**What you have to do:** Tell how many lines below include the word "impl". Only the number should appear.

Segment Start: Data for review

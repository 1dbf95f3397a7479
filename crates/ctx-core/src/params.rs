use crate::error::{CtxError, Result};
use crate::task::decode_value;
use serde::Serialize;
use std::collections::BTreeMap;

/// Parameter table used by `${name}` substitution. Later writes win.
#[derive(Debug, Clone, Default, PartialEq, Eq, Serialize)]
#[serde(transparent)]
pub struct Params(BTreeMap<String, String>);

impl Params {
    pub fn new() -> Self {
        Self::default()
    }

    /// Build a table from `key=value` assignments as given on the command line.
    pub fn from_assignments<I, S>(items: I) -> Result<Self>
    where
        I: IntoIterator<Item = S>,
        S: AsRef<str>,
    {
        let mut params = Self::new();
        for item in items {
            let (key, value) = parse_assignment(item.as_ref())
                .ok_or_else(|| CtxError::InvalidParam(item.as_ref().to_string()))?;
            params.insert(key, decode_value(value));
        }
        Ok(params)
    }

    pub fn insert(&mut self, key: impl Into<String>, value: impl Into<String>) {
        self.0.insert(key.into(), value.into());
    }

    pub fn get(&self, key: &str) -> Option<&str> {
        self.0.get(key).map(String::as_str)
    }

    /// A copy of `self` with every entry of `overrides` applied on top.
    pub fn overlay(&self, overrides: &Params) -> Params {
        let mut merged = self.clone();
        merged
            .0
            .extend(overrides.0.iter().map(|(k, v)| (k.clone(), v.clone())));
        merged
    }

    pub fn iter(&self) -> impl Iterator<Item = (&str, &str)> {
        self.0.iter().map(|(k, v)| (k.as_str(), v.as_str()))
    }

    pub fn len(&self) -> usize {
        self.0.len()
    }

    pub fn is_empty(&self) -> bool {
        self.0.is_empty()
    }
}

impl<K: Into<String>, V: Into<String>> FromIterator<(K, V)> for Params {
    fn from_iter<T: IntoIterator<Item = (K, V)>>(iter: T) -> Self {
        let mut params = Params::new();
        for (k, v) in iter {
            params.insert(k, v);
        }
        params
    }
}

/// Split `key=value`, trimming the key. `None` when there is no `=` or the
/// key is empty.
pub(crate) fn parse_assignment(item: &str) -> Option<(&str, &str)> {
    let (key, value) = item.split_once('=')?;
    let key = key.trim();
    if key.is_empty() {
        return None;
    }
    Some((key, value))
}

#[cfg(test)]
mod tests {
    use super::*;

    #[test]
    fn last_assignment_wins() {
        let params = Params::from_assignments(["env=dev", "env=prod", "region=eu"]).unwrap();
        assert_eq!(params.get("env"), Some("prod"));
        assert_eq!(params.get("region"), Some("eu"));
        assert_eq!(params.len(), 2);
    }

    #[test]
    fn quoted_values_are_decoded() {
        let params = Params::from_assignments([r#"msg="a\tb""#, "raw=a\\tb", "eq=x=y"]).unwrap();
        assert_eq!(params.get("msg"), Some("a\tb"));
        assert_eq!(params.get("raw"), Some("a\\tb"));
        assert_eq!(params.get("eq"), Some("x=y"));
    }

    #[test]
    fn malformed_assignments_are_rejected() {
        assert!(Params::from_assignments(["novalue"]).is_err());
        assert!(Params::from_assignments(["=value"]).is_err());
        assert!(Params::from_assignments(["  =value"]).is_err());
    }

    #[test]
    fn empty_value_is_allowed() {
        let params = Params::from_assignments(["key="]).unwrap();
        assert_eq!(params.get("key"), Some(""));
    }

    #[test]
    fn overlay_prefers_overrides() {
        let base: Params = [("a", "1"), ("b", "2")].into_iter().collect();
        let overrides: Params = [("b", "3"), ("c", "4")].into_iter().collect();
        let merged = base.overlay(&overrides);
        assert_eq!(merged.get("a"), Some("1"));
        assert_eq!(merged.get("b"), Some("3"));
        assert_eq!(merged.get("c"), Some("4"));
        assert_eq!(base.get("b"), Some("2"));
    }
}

Segment End: Data for review

**Response:** 4